Data for the task:

^^^^

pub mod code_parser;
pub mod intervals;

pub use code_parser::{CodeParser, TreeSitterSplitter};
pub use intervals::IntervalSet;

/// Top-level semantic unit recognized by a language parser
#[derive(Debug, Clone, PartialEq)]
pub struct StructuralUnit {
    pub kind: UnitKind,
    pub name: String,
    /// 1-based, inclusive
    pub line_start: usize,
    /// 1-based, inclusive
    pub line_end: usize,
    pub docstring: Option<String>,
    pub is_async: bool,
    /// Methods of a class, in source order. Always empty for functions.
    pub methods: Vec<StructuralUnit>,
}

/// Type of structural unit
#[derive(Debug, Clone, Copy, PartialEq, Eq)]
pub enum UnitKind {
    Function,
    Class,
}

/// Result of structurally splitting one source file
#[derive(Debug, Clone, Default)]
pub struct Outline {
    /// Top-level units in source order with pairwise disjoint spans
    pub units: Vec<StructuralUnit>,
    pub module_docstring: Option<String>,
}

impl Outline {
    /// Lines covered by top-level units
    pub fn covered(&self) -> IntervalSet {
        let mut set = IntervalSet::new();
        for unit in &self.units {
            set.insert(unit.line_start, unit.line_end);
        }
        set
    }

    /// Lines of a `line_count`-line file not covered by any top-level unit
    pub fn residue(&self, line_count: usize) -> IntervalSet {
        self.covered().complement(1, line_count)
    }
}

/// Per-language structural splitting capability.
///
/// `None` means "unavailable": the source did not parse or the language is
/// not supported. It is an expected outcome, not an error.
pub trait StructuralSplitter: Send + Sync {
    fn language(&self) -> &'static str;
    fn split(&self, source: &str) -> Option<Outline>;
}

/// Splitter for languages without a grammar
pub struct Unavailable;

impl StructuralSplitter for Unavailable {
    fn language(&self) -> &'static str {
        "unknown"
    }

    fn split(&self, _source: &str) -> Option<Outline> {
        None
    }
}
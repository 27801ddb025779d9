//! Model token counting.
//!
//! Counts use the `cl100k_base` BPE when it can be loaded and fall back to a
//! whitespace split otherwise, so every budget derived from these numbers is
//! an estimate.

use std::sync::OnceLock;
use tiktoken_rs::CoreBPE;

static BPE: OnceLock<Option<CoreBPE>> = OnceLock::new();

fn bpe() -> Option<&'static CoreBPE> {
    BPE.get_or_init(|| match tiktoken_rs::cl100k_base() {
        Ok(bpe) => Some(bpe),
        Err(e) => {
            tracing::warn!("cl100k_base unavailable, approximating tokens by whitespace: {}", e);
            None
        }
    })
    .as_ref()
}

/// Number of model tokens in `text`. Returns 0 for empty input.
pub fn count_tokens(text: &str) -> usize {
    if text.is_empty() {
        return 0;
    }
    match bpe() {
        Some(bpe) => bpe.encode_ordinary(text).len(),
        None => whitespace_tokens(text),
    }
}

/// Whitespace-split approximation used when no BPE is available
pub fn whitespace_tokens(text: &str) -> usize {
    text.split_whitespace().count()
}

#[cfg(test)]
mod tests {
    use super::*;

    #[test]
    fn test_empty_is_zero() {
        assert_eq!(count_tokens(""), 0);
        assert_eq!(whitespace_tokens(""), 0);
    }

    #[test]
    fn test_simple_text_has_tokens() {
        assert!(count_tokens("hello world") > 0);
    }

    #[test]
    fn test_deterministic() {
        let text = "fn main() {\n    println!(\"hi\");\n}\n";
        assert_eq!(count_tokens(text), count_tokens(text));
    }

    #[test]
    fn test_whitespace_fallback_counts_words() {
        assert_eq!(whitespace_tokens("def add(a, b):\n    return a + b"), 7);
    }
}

^^^^

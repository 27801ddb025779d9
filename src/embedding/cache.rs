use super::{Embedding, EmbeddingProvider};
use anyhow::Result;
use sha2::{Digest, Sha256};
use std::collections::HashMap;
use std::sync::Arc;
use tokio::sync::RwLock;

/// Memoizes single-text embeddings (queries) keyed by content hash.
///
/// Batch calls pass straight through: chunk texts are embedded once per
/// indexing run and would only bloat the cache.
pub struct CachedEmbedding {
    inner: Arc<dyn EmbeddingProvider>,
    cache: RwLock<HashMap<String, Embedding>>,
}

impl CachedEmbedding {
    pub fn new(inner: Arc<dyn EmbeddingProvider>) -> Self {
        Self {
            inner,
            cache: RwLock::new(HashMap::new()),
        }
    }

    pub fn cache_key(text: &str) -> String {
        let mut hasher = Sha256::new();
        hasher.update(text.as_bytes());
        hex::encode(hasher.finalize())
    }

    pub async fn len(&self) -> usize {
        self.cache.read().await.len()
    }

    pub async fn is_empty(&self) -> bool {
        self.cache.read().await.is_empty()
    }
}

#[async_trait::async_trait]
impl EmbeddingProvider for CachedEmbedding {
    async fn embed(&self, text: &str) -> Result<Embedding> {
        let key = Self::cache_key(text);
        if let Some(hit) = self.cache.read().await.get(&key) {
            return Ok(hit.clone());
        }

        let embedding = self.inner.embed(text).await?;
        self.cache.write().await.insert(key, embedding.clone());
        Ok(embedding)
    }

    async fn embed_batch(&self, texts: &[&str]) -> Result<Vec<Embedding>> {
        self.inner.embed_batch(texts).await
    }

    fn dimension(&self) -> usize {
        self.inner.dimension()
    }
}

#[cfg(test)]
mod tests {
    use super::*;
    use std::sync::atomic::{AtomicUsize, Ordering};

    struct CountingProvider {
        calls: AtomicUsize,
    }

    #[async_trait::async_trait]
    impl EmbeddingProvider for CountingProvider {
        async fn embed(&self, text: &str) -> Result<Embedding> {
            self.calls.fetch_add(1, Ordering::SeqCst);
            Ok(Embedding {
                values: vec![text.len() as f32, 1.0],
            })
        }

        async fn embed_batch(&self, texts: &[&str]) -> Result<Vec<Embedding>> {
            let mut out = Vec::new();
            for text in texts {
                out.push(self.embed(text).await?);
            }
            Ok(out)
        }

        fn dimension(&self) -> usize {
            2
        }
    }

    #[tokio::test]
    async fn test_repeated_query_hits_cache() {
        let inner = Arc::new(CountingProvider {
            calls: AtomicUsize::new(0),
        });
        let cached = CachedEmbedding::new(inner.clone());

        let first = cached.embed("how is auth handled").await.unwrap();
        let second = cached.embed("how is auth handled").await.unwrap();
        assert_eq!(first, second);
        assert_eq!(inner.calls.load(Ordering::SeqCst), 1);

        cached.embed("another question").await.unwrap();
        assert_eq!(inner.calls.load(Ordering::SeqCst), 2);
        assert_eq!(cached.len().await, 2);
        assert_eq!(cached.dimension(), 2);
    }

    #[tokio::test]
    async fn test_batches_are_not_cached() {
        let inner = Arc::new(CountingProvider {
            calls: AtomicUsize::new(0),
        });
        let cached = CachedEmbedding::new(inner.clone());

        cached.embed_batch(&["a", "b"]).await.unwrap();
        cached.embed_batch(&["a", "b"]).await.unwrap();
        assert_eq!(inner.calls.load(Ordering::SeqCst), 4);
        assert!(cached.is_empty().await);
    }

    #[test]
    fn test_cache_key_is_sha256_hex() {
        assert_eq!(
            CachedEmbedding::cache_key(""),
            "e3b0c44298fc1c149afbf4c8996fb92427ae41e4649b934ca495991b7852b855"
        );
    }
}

^^^^

In the records above, find each line with the word "read" and copy it.

Solution for this problem:
        self.cache.read().await.len()
        self.cache.read().await.is_empty()
        if let Some(hit) = self.cache.read().await.get(&key) {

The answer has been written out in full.